Fig. 2: Structural basis for 8-oxo-rGTP discrimination opposite cytosine.

a Kinetic analysis of oxidized and undamaged (d)GTP insertion by pol μ. Catalytic efficiency is indicated as a blue line for insertion opposite template base C (C_t) and as a red line for insertion opposite template base A (A_t), in the presence of Mg²⁺ (left panel) or Mn²⁺ (right panel). Fold preference is indicated next to a blue (C_t) or red (A_t) dashed arrow. The error bars represent standard errors (S.E.) derived from three independent measurements. b Active site of the Ca²⁺-bound precatalytic ground state 8-oxo-rGTP:C_t ternary complex. Protein sidechains are shown in yellow stick representation and DNA is in cyan, Helix N is shown as a yellow cartoon.
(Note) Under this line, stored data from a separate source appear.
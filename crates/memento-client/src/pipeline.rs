//! Authenticated request pipeline with coordinated token refresh.
//!
//! Every call goes through [`Pipeline::send`]: the current access token is
//! attached verbatim as the `Authorization` header (no scheme prefix, and
//! never on the refresh call itself), the response funnels through a single
//! status-mapping stage, and a 401 triggers one shared refresh cycle. All
//! requests in flight during a refresh observe the same rotated pair and
//! re-dispatch at most once; the completion signal is a broadcast channel,
//! not a polled flag, so no waiter can miss a refresh that settles between
//! its check and its wait.

use std::sync::{Mutex, MutexGuard};
use std::time::Duration;

use memento_api_models::{AuthResponse, ErrorMessage};
use reqwest::header::{HeaderMap, HeaderValue};
use reqwest::{Method, StatusCode};
use serde::de::DeserializeOwned;
use tokio::sync::broadcast;
use url::Url;

use crate::error::{ClientError, ClientResult};
use crate::events::{EventBus, UiEvent};
use crate::session::SessionHandle;
use crate::storage::SessionStore;

/// Path of the token rotation endpoint, exempt from token attachment and
/// from refresh-triggered retries.
pub(crate) const REFRESH_PATH: &str = "/api/user/refresh";

/// Default bound on any single request, covering connect and body transfer.
const DEFAULT_TIMEOUT: Duration = Duration::from_secs(10);

/// Correlation header echoed into server logs.
const HEADER_REQUEST_ID: &str = "x-request-id";

/// Request body variants the Memento API accepts.
#[derive(Debug, Clone)]
pub(crate) enum Body {
    /// No body.
    Empty,
    /// `application/x-www-form-urlencoded` key/value pairs.
    Form(Vec<(&'static str, String)>),
    /// Multipart form with text fields and file parts.
    Multipart(MultipartForm),
}

/// Owned multipart payload, rebuildable for the one authorization retry.
#[derive(Debug, Clone, Default)]
pub(crate) struct MultipartForm {
    pub(crate) texts: Vec<(&'static str, String)>,
    pub(crate) files: Vec<FilePart>,
}

/// A single file part of a multipart form.
#[derive(Debug, Clone)]
pub(crate) struct FilePart {
    pub(crate) field: &'static str,
    pub(crate) file_name: String,
    pub(crate) bytes: Vec<u8>,
}

impl MultipartForm {
    fn to_form(&self) -> reqwest::multipart::Form {
        let mut form = reqwest::multipart::Form::new();
        for (name, value) in &self.texts {
            form = form.text(*name, value.clone());
        }
        for part in &self.files {
            form = form.part(
                part.field,
                reqwest::multipart::Part::bytes(part.bytes.clone())
                    .file_name(part.file_name.clone()),
            );
        }
        form
    }
}

/// One logical API call: method, path relative to the base URL, query
/// parameters, and body. Held by value so it can be dispatched again after
/// a token refresh.
#[derive(Debug, Clone)]
pub(crate) struct ApiRequest {
    method: Method,
    path: String,
    query: Vec<(&'static str, String)>,
    body: Body,
}

impl ApiRequest {
    pub(crate) fn get(path: impl Into<String>) -> Self {
        Self {
            method: Method::GET,
            path: path.into(),
            query: Vec::new(),
            body: Body::Empty,
        }
    }

    pub(crate) fn post_form(path: impl Into<String>, fields: Vec<(&'static str, String)>) -> Self {
        Self {
            method: Method::POST,
            path: path.into(),
            query: Vec::new(),
            body: Body::Form(fields),
        }
    }

    pub(crate) fn post_multipart(path: impl Into<String>, form: MultipartForm) -> Self {
        Self {
            method: Method::POST,
            path: path.into(),
            query: Vec::new(),
            body: Body::Multipart(form),
        }
    }

    pub(crate) fn delete(path: impl Into<String>) -> Self {
        Self {
            method: Method::DELETE,
            path: path.into(),
            query: Vec::new(),
            body: Body::Empty,
        }
    }

    pub(crate) fn query(mut self, name: &'static str, value: impl Into<String>) -> Self {
        self.query.push((name, value.into()));
        self
    }
}

/// Configuration for constructing a [`Pipeline`].
#[derive(Debug, Clone)]
pub struct PipelineConfig {
    /// Base URL of the Memento server.
    pub base_url: Url,
    /// Bound applied to every request.
    pub timeout: Duration,
    /// Correlation id attached to every request as `x-request-id`.
    pub request_id: Option<String>,
}

impl PipelineConfig {
    /// Configuration with the default request timeout.
    #[must_use]
    pub fn new(base_url: Url) -> Self {
        Self {
            base_url,
            timeout: DEFAULT_TIMEOUT,
            request_id: None,
        }
    }
}

/// Shared HTTP funnel owning the transport client and refresh coordination.
#[derive(Debug)]
pub struct Pipeline {
    http: reqwest::Client,
    base_url: Url,
    session: SessionHandle,
    store: Option<SessionStore>,
    events: EventBus,
    /// `Some` while a refresh is in flight; waiters subscribe under the same
    /// lock that installs the sender, so none can miss the completion.
    refresh_gate: Mutex<Option<broadcast::Sender<()>>>,
}

impl Pipeline {
    /// Construct the pipeline around a session handle and optional
    /// persistent store.
    pub fn new(
        config: PipelineConfig,
        session: SessionHandle,
        store: Option<SessionStore>,
        events: EventBus,
    ) -> ClientResult<Self> {
        if config.base_url.cannot_be_a_base() {
            return Err(ClientError::InvalidRequest {
                message: format!("base URL '{}' cannot carry paths", config.base_url),
            });
        }
        let mut default_headers = HeaderMap::new();
        if let Some(request_id) = &config.request_id {
            let value = HeaderValue::from_str(request_id).map_err(|_| {
                ClientError::InvalidRequest {
                    message: "request id contains invalid header characters".to_string(),
                }
            })?;
            default_headers.insert(HEADER_REQUEST_ID, value);
        }
        let http = reqwest::Client::builder()
            .timeout(config.timeout)
            .default_headers(default_headers)
            .build()
            .map_err(|source| ClientError::Transport { source })?;
        Ok(Self {
            http,
            base_url: config.base_url,
            session,
            store,
            events,
            refresh_gate: Mutex::new(None),
        })
    }

    /// Session handle this pipeline authenticates with.
    #[must_use]
    pub fn session(&self) -> &SessionHandle {
        &self.session
    }

    /// Event bus carrying session-expiry and toast events.
    #[must_use]
    pub fn events(&self) -> &EventBus {
        &self.events
    }

    /// Write the current session to the persistent store, if one is
    /// configured. Persistence failures are logged, never fatal.
    pub fn persist_session(&self) {
        if let Some(store) = &self.store
            && let Err(err) = store.save(&self.session.snapshot())
        {
            tracing::warn!(error = %err, path = %store.path().display(), "failed to persist session record");
        }
    }

    fn lock_gate(&self) -> MutexGuard<'_, Option<broadcast::Sender<()>>> {
        self.refresh_gate
            .lock()
            .unwrap_or_else(std::sync::PoisonError::into_inner)
    }

    /// Dispatch a request and run its response through the funnel,
    /// refreshing and retrying once on authorization failure.
    pub(crate) async fn send(&self, request: &ApiRequest) -> ClientResult<reqwest::Response> {
        let sent_with = self.session.access_token();
        let response = self.dispatch(request).await?;

        if request.path != REFRESH_PATH
            && response.status() == StatusCode::UNAUTHORIZED
            && sent_with.is_some()
        {
            if self.session.access_token() != sent_with {
                // A refresh settled while this response was in the air; the
                // current token may already be good. One re-dispatch, final.
                let retry = self.dispatch(request).await?;
                return self.finish(retry).await;
            }
            return self.refresh_and_retry(request).await;
        }
        self.finish(response).await
    }

    /// Convenience: send and decode a JSON body.
    pub(crate) async fn get_json<T: DeserializeOwned>(
        &self,
        request: &ApiRequest,
    ) -> ClientResult<T> {
        let response = self.send(request).await?;
        Self::json_body(response).await
    }

    /// Convenience: send and discard the response body.
    pub(crate) async fn execute(&self, request: &ApiRequest) -> ClientResult<()> {
        self.send(request).await.map(|_| ())
    }

    /// Convenience: send and collect the raw response bytes.
    pub(crate) async fn get_bytes(&self, request: &ApiRequest) -> ClientResult<Vec<u8>> {
        let response = self.send(request).await?;
        let bytes = response
            .bytes()
            .await
            .map_err(|source| ClientError::Transport { source })?;
        Ok(bytes.to_vec())
    }

    async fn refresh_and_retry(&self, request: &ApiRequest) -> ClientResult<reqwest::Response> {
        enum Role {
            Leader(broadcast::Sender<()>),
            Waiter(broadcast::Receiver<()>),
        }

        let role = {
            let mut gate = self.lock_gate();
            match gate.as_ref() {
                Some(leader) => Role::Waiter(leader.subscribe()),
                None => {
                    let (sender, _) = broadcast::channel(1);
                    *gate = Some(sender.clone());
                    Role::Leader(sender)
                }
            }
        };

        match role {
            Role::Leader(done) => {
                let outcome = self.refresh_tokens().await;
                // Gate is cleared on every exit path before any caller
                // observes the outcome.
                *self.lock_gate() = None;
                let _ = done.send(());
                match outcome {
                    Ok(()) => {
                        let retry = self.dispatch(request).await?;
                        self.finish(retry).await
                    }
                    Err(err) => {
                        tracing::warn!(error = %err, path = %request.path, "token refresh failed");
                        Err(ClientError::RefreshFailed)
                    }
                }
            }
            Role::Waiter(mut done) => {
                let _ = done.recv().await;
                let retry = self.dispatch(request).await?;
                self.finish(retry).await
            }
        }
    }

    /// Exchange the current refresh token for a new pair and persist it.
    ///
    /// A 400 here is terminal: the refresh credential itself is dead, so the
    /// session is cleared, persisted, and a single
    /// [`UiEvent::SessionExpired`] is emitted. Never recurses into another
    /// refresh cycle regardless of the response status.
    async fn refresh_tokens(&self) -> ClientResult<()> {
        let Some(refresh_token) = self.session.refresh_token() else {
            return Err(ClientError::Unauthorized);
        };
        let request = ApiRequest::post_form(REFRESH_PATH, vec![("refreshToken", refresh_token)]);
        let response = self.dispatch(&request).await?;
        let status = response.status();
        if status == StatusCode::BAD_REQUEST {
            let message = Self::rejection_message(response).await;
            self.session.clear();
            self.persist_session();
            self.events.emit(UiEvent::SessionExpired);
            return Err(ClientError::ServerRejected { message });
        }
        if !status.is_success() {
            return Err(ClientError::Http {
                status: status.as_u16(),
            });
        }
        let auth: AuthResponse = Self::json_body(response).await?;
        self.session.replace_tokens(auth.token);
        self.persist_session();
        Ok(())
    }

    /// Build and dispatch one attempt. Statuses are never turned into
    /// transport errors here; every response reaches the funnel.
    async fn dispatch(&self, request: &ApiRequest) -> ClientResult<reqwest::Response> {
        let url = self
            .base_url
            .join(&request.path)
            .map_err(|err| ClientError::InvalidRequest {
                message: format!("invalid request path '{}': {err}", request.path),
            })?;
        let mut builder = self.http.request(request.method.clone(), url);
        if !request.query.is_empty() {
            builder = builder.query(&request.query);
        }
        if request.path != REFRESH_PATH
            && let Some(token) = self.session.access_token()
            && !token.is_empty()
        {
            builder = builder.header(reqwest::header::AUTHORIZATION, token);
        }
        match &request.body {
            Body::Empty => {}
            Body::Form(fields) => builder = builder.form(fields),
            Body::Multipart(form) => builder = builder.multipart(form.to_form()),
        }
        builder
            .send()
            .await
            .map_err(|source| ClientError::Transport { source })
    }

    /// Map a final response into the caller-facing outcome.
    async fn finish(&self, response: reqwest::Response) -> ClientResult<reqwest::Response> {
        let status = response.status();
        if status.is_success() {
            return Ok(response);
        }
        if status == StatusCode::BAD_REQUEST {
            let message = Self::rejection_message(response).await;
            return Err(ClientError::ServerRejected { message });
        }
        if status == StatusCode::UNAUTHORIZED && self.session.access_token().is_none() {
            return Err(ClientError::Unauthorized);
        }
        Err(ClientError::Http {
            status: status.as_u16(),
        })
    }

    async fn json_body<T: DeserializeOwned>(response: reqwest::Response) -> ClientResult<T> {
        let bytes = response
            .bytes()
            .await
            .map_err(|source| ClientError::Transport { source })?;
        serde_json::from_slice(&bytes).map_err(|source| ClientError::Decode { source })
    }

    async fn rejection_message(response: reqwest::Response) -> String {
        let bytes = response.bytes().await.unwrap_or_default();
        serde_json::from_slice::<ErrorMessage>(&bytes).map_or_else(
            |_| {
                let text = String::from_utf8_lossy(&bytes).trim().to_string();
                if text.is_empty() {
                    "request failed".to_string()
                } else {
                    text
                }
            },
            |payload| payload.message,
        )
    }
}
Ca²⁺ atoms are the orange spheres, waters are blue spheres. Simulated annealing (F_o–F_c) omit density (green mesh) shown is contoured at 3 σ. The σ_A (2F_o–F_c) map shown as a blue mesh is contoured at 1.5 σ with a carve radius of 1.0 Å. c Comparison of Ca²⁺-bound precatalytic ground state deoxy- (purple sidechains and DNA) and ribo-8-oxo-GTP:C_t (yellow sidechains and cyan DNA) ternary complexes. Rotation of the primer terminus (P_n) in the 8-oxo-rGTP structure is shown with a blackarrow, placing O3´ in an inverted orientation that is incompatible with attack at P_α. d Mn²⁺-ground state 8-oxo-rGTP:C_t ternary complex (15 min soak) showing 8-oxo-rGTP in an unreactive orientation. Mn²⁺ atoms are the small purple spheres, Na⁺ is shown as a larger purple sphere.